Top of DATA UNDER STUDY

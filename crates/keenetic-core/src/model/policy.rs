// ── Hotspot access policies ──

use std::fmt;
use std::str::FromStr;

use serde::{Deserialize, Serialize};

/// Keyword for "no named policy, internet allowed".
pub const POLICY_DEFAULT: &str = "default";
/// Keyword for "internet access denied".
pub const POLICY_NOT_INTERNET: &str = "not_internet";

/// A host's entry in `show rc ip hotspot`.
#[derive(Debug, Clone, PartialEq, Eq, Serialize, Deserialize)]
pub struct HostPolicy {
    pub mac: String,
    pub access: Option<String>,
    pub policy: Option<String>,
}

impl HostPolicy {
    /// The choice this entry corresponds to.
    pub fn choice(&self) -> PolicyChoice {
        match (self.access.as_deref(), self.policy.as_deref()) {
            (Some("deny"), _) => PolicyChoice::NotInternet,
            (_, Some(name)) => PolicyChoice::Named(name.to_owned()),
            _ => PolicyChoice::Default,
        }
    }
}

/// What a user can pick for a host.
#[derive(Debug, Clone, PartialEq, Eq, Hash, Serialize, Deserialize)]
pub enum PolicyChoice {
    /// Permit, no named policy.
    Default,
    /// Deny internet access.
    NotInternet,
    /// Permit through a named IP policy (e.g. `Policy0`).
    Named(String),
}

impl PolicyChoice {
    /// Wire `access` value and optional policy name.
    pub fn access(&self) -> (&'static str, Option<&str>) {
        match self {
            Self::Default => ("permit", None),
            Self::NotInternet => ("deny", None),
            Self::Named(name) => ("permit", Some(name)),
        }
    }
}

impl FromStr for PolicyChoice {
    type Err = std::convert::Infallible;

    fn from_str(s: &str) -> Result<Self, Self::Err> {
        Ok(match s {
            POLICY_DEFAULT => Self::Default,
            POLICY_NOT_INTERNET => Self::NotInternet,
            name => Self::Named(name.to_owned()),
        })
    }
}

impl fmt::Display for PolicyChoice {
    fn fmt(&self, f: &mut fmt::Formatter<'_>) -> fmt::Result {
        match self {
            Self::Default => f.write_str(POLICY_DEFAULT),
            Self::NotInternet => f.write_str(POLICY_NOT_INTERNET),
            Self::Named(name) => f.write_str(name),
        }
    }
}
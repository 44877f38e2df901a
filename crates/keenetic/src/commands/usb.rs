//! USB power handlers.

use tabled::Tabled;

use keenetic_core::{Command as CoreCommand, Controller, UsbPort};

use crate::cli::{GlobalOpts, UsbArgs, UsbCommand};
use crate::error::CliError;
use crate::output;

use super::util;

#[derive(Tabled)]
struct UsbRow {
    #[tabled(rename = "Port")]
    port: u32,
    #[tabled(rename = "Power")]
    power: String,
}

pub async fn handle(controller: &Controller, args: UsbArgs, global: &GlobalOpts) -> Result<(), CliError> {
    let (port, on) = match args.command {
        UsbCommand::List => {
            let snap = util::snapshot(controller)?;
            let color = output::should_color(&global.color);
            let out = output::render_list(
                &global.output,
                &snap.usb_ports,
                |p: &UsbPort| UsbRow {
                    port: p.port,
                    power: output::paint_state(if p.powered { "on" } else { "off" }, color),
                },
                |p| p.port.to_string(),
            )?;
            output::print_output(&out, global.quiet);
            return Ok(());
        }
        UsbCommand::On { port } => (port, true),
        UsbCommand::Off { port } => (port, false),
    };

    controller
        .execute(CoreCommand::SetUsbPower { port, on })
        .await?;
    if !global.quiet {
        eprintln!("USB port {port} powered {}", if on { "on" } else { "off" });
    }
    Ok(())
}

Bottom of DATA UNDER STUDY
Top of DATA UNDER STUDY

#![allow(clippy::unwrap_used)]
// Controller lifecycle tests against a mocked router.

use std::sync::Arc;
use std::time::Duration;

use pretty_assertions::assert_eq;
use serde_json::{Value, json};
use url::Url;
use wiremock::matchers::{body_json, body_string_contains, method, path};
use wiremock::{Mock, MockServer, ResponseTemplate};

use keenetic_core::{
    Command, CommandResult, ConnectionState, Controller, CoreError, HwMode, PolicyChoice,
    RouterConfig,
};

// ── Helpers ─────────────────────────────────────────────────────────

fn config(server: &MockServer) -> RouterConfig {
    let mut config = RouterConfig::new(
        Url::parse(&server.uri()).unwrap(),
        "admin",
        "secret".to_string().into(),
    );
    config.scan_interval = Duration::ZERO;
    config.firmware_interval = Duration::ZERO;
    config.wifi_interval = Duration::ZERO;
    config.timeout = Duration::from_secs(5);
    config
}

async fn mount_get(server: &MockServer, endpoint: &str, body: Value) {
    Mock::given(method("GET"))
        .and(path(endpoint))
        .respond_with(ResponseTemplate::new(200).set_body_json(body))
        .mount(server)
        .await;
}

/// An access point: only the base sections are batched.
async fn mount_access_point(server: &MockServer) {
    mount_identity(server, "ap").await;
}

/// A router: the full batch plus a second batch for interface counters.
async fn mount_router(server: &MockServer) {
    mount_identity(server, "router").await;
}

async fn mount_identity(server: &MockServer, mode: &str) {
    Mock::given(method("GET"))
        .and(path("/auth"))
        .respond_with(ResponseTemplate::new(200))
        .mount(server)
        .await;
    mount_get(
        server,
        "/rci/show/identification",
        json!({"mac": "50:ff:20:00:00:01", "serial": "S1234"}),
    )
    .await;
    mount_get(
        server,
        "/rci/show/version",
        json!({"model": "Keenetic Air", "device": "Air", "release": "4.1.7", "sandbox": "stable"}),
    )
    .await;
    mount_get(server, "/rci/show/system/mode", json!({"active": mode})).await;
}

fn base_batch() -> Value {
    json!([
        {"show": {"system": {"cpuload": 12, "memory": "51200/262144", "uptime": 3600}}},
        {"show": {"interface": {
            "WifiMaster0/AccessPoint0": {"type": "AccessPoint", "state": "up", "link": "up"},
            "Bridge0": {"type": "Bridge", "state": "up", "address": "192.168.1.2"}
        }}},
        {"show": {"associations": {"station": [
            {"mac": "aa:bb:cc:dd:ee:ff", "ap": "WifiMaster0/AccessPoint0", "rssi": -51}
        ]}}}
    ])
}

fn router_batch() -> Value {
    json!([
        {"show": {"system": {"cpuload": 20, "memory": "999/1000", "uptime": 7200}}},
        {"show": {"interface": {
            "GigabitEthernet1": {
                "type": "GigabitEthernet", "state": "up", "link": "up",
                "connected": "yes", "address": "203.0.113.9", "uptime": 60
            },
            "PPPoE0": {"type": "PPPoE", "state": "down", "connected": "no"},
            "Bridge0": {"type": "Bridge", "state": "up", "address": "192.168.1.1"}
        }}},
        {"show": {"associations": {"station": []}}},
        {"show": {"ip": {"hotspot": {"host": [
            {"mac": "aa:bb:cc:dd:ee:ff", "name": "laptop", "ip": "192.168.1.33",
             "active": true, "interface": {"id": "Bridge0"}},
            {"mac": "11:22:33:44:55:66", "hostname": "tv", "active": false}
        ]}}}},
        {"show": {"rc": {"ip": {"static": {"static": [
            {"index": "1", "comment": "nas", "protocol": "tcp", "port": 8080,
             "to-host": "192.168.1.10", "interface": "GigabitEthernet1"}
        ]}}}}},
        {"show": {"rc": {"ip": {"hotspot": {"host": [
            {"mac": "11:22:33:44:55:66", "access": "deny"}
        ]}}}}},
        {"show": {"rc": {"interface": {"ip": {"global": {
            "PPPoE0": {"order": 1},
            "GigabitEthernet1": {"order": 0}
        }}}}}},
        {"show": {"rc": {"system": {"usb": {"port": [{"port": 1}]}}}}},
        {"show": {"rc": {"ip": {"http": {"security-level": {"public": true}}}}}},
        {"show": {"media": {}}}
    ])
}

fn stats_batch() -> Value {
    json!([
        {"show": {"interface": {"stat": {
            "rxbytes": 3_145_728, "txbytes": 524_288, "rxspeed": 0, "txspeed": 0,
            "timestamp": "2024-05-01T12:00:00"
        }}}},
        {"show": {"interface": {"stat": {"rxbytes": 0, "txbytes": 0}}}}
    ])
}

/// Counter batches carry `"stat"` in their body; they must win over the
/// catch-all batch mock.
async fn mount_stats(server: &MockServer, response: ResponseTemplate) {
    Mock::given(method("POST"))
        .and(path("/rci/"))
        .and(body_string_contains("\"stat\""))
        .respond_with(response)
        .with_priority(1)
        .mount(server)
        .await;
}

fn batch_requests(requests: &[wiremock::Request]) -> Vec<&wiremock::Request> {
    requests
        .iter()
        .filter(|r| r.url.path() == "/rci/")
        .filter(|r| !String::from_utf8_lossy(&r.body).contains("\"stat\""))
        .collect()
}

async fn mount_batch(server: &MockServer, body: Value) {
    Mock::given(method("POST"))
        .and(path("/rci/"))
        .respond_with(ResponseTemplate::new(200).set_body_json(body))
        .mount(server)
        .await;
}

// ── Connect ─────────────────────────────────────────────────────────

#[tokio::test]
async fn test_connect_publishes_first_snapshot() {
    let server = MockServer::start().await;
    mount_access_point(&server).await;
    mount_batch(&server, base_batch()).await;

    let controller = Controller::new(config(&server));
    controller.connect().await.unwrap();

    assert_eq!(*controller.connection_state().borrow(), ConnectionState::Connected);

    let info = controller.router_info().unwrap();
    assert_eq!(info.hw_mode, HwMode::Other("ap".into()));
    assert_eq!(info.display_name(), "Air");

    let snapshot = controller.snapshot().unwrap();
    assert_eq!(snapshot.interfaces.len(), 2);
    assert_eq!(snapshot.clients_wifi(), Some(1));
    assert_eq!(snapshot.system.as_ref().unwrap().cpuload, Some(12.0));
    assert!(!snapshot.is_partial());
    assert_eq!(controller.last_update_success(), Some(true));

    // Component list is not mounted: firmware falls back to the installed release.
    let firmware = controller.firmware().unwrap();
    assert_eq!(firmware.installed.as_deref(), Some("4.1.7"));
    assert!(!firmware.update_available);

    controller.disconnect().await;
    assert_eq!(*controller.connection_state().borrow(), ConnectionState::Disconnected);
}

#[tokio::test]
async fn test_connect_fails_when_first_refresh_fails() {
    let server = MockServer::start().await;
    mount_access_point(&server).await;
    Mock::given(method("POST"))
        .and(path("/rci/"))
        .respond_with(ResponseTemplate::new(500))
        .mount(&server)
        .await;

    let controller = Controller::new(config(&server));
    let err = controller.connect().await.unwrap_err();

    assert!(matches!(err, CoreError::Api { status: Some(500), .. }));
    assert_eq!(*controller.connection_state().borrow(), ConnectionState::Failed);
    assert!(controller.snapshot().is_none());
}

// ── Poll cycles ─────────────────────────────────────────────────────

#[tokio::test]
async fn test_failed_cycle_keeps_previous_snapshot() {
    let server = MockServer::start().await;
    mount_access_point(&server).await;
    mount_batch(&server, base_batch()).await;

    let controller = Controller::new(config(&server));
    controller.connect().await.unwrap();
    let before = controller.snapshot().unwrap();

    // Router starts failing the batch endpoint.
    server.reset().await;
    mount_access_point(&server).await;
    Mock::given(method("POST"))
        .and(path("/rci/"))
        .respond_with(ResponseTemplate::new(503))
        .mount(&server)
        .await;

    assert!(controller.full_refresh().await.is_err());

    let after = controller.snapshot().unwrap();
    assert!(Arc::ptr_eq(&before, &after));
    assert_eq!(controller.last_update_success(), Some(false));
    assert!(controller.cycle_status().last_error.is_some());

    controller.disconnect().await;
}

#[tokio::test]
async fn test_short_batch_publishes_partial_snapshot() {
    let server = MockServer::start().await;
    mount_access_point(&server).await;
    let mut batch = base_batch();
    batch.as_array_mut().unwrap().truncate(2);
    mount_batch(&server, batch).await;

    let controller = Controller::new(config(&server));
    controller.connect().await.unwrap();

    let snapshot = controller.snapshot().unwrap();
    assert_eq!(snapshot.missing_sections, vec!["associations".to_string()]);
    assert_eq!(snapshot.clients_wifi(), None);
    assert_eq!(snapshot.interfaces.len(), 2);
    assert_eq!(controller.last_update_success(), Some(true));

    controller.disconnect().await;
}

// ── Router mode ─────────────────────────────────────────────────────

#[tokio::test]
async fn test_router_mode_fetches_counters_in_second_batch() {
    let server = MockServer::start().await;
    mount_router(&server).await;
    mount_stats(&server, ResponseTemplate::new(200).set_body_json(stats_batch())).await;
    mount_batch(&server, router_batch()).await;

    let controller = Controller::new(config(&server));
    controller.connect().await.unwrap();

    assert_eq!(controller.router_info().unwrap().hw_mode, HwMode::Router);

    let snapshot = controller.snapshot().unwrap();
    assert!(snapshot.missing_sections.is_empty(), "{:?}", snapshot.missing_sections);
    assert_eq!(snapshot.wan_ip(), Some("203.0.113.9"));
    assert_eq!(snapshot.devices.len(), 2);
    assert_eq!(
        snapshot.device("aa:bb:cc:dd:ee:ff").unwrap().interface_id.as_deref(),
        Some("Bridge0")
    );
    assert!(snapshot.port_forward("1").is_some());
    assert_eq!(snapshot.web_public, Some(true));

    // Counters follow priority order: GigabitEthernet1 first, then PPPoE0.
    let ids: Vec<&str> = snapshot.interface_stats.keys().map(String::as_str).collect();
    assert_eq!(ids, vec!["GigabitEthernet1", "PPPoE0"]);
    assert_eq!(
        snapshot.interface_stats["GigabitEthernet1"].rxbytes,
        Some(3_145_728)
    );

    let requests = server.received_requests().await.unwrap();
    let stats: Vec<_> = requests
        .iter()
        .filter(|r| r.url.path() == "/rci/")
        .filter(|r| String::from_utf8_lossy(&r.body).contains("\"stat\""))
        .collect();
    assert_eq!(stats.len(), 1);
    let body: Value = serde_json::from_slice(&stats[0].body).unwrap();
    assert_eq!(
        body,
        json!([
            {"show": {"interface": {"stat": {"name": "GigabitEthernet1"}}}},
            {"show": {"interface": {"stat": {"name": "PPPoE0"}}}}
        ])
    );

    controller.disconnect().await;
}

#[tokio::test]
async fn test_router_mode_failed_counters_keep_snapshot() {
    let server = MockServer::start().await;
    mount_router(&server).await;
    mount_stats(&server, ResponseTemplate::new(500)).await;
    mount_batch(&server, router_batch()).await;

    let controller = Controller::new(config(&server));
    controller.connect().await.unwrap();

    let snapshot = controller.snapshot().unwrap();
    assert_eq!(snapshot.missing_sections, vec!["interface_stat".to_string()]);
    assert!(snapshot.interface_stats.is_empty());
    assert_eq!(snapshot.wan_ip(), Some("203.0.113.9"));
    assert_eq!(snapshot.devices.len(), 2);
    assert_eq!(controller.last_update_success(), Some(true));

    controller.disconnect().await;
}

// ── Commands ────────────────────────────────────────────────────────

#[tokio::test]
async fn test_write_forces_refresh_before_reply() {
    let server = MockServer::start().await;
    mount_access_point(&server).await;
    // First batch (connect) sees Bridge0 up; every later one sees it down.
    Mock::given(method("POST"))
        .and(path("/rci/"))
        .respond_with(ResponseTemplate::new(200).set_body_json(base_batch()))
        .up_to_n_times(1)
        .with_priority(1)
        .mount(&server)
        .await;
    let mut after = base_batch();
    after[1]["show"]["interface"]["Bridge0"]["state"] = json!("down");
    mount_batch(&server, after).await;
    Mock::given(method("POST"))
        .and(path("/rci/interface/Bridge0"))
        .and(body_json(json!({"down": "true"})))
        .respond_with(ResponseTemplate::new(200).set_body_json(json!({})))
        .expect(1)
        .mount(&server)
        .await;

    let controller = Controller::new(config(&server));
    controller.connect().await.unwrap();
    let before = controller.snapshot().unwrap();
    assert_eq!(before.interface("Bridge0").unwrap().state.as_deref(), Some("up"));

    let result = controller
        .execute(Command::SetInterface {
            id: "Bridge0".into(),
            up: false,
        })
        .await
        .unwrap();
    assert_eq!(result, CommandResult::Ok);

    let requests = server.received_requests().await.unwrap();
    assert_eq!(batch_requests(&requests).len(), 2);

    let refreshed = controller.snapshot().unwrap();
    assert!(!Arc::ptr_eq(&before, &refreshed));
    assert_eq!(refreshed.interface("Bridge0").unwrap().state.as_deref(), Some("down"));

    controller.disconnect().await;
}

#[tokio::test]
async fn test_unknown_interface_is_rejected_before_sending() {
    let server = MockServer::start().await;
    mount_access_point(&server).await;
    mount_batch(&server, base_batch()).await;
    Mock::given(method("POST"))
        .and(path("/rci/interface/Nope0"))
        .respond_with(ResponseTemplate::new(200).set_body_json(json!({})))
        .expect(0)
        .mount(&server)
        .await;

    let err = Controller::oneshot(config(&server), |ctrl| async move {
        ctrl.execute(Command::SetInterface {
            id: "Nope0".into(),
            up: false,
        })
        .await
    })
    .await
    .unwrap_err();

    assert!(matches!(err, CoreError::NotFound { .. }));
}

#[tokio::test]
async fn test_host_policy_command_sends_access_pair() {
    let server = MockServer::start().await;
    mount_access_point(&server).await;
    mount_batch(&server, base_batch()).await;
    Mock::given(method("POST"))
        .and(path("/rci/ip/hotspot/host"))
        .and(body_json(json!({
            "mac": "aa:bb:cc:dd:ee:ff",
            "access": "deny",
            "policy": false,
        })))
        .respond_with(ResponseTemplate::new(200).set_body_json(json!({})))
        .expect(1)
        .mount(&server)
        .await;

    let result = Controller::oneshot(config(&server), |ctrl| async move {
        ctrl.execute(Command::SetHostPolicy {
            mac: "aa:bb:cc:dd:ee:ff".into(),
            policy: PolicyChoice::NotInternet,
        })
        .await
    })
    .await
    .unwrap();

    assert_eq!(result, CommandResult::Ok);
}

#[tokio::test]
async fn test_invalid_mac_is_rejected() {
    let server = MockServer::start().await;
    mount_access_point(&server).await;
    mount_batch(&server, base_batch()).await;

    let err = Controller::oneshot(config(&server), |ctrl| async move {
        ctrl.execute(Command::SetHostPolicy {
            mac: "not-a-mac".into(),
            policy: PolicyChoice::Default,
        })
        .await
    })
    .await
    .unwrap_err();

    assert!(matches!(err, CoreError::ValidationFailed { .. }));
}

Bottom of DATA UNDER STUDY

After identifying the lines above that contain "filter", copy each one.

        .filter(|r| r.url.path() == "/rci/")
        .filter(|r| !String::from_utf8_lossy(&r.body).contains("\"stat\""))
        .filter(|r| r.url.path() == "/rci/")
        .filter(|r| String::from_utf8_lossy(&r.body).contains("\"stat\""))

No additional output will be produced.